» **What to do**
Of the lines listed below, return exactly those that run from the line containing "use quill::auth::ensure_admin_user;" through the line containing "fn setup_env() ->", both included.

[Collected data entries]

- Opening Delimiter -

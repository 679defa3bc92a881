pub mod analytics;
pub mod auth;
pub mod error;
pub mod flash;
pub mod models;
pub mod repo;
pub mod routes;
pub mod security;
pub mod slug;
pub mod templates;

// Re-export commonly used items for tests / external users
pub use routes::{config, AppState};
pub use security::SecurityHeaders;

- Closing Delimiter -
- Opening Delimiter -

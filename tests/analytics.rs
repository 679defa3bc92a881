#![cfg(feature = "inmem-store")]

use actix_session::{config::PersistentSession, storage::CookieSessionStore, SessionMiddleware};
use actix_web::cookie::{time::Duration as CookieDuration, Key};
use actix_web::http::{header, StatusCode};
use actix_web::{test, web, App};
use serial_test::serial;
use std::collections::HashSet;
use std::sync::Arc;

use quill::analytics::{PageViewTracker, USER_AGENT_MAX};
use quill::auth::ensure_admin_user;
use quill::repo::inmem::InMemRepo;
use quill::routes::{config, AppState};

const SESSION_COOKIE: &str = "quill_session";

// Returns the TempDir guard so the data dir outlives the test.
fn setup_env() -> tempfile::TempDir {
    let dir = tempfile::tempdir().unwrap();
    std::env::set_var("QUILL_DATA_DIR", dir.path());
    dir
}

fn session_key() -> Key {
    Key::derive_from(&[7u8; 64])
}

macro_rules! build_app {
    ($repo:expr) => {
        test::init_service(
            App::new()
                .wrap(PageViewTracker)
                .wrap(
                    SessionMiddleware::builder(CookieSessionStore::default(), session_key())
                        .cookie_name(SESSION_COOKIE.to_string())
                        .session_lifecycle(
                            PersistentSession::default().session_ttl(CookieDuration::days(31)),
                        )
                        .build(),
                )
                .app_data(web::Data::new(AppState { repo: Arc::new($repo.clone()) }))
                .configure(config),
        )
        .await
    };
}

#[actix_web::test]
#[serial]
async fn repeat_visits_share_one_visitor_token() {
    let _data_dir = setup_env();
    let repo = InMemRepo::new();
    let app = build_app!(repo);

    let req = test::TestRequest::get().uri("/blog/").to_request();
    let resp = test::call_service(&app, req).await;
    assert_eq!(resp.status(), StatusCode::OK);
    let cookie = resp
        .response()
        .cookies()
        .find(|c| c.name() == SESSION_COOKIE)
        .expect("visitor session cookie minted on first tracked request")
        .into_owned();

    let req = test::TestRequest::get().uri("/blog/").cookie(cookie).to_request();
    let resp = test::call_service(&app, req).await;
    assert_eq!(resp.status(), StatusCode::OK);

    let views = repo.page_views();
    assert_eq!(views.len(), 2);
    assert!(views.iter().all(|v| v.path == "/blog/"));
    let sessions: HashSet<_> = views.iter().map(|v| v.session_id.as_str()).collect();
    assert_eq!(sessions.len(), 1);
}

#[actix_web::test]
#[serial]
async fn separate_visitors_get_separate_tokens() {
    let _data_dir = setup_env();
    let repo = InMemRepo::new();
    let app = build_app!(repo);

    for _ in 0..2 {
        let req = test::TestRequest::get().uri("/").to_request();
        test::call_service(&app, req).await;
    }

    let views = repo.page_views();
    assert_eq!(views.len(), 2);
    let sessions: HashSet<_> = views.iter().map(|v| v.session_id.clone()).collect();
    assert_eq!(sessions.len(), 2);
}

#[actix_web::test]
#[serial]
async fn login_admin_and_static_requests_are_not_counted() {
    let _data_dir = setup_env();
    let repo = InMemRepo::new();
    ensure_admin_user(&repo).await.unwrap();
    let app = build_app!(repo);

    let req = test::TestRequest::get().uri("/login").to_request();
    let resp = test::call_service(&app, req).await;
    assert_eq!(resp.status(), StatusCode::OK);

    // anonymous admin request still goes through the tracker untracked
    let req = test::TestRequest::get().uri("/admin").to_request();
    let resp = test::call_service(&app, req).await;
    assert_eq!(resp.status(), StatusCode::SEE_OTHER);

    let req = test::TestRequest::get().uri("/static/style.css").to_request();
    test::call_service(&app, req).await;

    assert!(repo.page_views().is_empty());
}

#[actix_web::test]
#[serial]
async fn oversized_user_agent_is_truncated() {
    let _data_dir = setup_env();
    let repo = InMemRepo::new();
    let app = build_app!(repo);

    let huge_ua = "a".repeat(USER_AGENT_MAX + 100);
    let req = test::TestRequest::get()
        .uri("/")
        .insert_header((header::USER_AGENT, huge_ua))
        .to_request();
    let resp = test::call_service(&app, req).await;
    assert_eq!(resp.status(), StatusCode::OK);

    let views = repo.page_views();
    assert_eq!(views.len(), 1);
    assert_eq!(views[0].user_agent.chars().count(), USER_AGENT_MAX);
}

- Closing Delimiter -

» **Finished exercise**
use quill::auth::ensure_admin_user;
use quill::repo::inmem::InMemRepo;
use quill::routes::{config, AppState};

const SESSION_COOKIE: &str = "quill_session";

// Returns the TempDir guard so the data dir outlives the test.
fn setup_env() -> tempfile::TempDir {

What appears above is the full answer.